-------- WORKING DATA

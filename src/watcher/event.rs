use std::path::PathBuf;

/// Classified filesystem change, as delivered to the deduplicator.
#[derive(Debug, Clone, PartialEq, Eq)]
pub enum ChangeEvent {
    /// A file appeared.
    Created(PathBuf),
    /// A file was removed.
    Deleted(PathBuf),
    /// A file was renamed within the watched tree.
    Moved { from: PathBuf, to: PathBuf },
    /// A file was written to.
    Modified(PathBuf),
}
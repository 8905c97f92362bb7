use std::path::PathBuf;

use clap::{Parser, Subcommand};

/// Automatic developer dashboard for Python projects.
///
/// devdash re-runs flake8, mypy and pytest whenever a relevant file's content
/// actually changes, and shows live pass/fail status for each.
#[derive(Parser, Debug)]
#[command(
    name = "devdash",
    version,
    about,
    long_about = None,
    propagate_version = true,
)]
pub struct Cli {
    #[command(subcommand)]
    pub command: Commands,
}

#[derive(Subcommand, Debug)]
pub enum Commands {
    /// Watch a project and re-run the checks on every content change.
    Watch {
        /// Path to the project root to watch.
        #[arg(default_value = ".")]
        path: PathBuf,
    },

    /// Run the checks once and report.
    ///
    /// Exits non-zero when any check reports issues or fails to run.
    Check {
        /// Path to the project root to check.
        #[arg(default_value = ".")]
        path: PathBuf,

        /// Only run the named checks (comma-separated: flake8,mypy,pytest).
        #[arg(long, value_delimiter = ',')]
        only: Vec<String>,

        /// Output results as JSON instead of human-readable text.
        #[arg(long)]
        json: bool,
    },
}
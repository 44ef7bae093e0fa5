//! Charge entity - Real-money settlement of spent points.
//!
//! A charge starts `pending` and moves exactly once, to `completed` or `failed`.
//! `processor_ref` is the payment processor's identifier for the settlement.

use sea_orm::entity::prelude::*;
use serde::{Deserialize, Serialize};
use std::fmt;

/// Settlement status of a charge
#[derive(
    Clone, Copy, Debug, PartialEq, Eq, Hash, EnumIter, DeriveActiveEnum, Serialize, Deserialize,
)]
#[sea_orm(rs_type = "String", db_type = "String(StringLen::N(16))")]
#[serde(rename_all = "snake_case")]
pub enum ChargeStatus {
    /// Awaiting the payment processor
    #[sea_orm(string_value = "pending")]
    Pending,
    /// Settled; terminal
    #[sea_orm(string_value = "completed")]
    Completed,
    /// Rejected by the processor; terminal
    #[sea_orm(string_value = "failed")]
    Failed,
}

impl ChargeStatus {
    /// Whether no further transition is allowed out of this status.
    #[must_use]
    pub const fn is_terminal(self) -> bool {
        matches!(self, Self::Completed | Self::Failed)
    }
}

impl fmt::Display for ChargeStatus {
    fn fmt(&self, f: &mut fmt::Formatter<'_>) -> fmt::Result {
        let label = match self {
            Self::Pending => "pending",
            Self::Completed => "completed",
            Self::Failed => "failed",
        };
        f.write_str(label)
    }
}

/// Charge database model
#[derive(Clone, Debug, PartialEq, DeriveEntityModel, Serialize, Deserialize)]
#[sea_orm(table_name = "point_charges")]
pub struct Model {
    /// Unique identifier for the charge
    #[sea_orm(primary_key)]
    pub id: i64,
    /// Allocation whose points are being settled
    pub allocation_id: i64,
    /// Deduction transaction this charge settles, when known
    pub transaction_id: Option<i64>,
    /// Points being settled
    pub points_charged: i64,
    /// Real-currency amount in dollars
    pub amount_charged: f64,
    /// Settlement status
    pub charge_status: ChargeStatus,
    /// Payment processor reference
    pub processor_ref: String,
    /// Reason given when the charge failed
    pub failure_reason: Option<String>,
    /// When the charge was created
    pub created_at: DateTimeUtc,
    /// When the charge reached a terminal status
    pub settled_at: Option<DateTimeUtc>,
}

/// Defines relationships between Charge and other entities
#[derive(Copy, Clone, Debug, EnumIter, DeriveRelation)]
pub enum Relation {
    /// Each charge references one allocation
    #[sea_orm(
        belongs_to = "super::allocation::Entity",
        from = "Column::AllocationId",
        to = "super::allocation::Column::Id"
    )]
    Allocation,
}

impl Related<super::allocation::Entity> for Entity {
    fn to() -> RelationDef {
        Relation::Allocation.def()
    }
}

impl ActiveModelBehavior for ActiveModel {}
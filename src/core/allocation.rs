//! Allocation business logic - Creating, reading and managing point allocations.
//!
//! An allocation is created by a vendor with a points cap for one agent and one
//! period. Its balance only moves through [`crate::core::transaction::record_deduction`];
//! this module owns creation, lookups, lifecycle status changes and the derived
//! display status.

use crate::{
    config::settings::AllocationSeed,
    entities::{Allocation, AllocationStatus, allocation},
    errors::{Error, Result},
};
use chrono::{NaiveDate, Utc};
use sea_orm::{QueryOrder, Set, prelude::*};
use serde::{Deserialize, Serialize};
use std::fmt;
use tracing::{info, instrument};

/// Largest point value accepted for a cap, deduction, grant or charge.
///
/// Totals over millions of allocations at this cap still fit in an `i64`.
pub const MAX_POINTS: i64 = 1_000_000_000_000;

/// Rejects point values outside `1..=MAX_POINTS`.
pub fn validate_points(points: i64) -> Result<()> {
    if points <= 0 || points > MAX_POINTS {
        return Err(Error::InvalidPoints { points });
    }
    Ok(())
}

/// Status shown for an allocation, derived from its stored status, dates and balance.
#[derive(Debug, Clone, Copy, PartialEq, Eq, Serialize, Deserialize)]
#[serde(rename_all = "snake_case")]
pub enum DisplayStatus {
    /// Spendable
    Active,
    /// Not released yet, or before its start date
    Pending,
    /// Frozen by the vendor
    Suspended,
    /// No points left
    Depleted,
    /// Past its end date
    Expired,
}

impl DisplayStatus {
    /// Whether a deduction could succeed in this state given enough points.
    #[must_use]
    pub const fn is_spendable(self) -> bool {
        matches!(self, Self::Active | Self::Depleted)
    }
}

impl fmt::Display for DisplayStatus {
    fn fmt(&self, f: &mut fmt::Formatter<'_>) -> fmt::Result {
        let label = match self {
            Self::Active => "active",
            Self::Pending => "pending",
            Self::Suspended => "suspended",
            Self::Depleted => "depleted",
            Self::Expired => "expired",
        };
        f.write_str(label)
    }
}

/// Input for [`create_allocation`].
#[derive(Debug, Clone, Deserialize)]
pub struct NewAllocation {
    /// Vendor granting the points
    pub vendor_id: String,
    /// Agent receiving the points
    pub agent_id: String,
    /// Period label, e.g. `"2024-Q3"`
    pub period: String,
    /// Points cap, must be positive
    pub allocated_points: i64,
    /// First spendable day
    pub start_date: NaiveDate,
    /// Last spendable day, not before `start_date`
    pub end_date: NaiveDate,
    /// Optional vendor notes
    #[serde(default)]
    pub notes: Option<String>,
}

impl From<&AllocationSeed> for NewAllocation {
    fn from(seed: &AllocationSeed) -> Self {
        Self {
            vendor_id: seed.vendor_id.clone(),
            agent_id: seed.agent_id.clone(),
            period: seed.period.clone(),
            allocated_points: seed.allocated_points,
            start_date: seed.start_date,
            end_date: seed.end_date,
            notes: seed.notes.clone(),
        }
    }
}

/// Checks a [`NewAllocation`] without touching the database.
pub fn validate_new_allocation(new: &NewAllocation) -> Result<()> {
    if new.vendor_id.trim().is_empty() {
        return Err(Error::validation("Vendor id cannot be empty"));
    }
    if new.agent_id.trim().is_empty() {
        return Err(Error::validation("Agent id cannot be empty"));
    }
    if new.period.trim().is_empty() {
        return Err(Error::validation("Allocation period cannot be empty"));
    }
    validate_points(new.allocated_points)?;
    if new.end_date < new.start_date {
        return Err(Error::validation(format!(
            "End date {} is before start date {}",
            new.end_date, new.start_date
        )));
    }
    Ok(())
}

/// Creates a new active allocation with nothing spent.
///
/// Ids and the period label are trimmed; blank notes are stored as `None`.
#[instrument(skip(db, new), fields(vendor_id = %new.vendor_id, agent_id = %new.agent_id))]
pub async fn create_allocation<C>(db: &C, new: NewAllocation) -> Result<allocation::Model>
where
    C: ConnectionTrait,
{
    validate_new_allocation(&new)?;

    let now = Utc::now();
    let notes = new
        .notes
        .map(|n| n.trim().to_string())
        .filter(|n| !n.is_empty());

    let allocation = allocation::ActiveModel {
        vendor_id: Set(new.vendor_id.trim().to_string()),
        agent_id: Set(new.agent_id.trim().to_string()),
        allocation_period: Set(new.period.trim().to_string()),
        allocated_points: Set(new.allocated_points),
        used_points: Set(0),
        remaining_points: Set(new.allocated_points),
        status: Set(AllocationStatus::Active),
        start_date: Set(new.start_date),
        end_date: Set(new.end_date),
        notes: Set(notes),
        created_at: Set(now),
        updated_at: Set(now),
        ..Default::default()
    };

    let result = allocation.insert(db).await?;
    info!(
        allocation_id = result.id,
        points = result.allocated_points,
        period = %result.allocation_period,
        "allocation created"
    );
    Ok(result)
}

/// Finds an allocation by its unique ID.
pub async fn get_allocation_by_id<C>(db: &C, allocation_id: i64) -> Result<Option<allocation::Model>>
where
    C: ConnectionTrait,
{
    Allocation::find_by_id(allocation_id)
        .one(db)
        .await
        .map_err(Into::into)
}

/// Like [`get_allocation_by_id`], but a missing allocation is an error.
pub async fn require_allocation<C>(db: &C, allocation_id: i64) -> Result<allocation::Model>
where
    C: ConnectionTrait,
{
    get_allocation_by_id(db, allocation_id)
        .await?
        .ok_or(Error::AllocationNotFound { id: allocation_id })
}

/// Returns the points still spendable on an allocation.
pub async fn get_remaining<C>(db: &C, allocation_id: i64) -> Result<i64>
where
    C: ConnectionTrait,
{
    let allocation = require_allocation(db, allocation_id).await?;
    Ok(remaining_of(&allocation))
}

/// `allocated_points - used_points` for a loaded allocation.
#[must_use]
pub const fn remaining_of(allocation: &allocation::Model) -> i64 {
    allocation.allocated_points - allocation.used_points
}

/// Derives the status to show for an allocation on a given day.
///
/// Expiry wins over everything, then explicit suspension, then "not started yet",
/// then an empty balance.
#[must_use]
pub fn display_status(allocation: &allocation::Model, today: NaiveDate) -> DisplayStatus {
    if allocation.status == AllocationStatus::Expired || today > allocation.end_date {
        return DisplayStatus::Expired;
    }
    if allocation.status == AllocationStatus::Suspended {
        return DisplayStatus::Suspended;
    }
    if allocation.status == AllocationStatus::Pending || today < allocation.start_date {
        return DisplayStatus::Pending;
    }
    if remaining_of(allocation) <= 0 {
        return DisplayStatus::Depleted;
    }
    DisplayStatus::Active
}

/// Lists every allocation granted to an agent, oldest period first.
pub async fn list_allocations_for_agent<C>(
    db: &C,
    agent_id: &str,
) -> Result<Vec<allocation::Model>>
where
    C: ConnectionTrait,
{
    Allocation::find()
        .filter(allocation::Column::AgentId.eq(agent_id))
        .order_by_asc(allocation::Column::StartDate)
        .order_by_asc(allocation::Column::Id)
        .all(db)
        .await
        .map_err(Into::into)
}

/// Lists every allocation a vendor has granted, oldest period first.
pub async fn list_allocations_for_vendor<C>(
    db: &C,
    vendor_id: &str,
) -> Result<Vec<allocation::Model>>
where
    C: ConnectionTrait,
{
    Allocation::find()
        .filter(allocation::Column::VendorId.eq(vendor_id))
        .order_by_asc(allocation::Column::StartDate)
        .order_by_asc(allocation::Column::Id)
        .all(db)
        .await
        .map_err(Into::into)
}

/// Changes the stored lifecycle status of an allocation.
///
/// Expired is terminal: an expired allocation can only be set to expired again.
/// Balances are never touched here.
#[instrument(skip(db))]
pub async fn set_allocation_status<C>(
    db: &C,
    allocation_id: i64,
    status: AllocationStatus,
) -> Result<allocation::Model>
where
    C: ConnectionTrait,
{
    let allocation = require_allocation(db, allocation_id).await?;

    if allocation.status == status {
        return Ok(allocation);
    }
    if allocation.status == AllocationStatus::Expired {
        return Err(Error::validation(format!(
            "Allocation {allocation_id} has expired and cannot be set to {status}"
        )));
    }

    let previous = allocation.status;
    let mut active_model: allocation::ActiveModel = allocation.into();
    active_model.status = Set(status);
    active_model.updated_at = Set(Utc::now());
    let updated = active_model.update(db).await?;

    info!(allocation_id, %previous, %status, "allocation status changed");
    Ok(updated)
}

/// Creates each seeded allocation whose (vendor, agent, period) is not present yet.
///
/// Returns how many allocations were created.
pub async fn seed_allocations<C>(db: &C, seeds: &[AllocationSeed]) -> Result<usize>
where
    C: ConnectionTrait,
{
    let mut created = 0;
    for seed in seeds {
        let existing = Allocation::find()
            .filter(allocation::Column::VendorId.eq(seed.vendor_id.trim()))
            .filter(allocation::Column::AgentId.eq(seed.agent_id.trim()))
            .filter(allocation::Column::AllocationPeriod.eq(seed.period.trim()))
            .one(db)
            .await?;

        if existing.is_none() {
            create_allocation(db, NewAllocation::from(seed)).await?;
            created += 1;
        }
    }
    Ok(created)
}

----------------

=== WORK REQUIRED ===
Which lines run from the one holding "pub async fn get_remaining<C>(db: &C, allocation_id: i64)" through the one holding "if allocation.status == AllocationStatus::Expired ||" in the records above? Repeat them exactly, both included, and nothing more.

=== SOLUTION FOR THIS TASK ===
pub async fn get_remaining<C>(db: &C, allocation_id: i64) -> Result<i64>
where
    C: ConnectionTrait,
{
    let allocation = require_allocation(db, allocation_id).await?;
    Ok(remaining_of(&allocation))
}

/// `allocated_points - used_points` for a loaded allocation.
#[must_use]
pub const fn remaining_of(allocation: &allocation::Model) -> i64 {
    allocation.allocated_points - allocation.used_points
}

/// Derives the status to show for an allocation on a given day.
///
/// Expiry wins over everything, then explicit suspension, then "not started yet",
/// then an empty balance.
#[must_use]
pub fn display_status(allocation: &allocation::Model, today: NaiveDate) -> DisplayStatus {
    if allocation.status == AllocationStatus::Expired || today > allocation.end_date {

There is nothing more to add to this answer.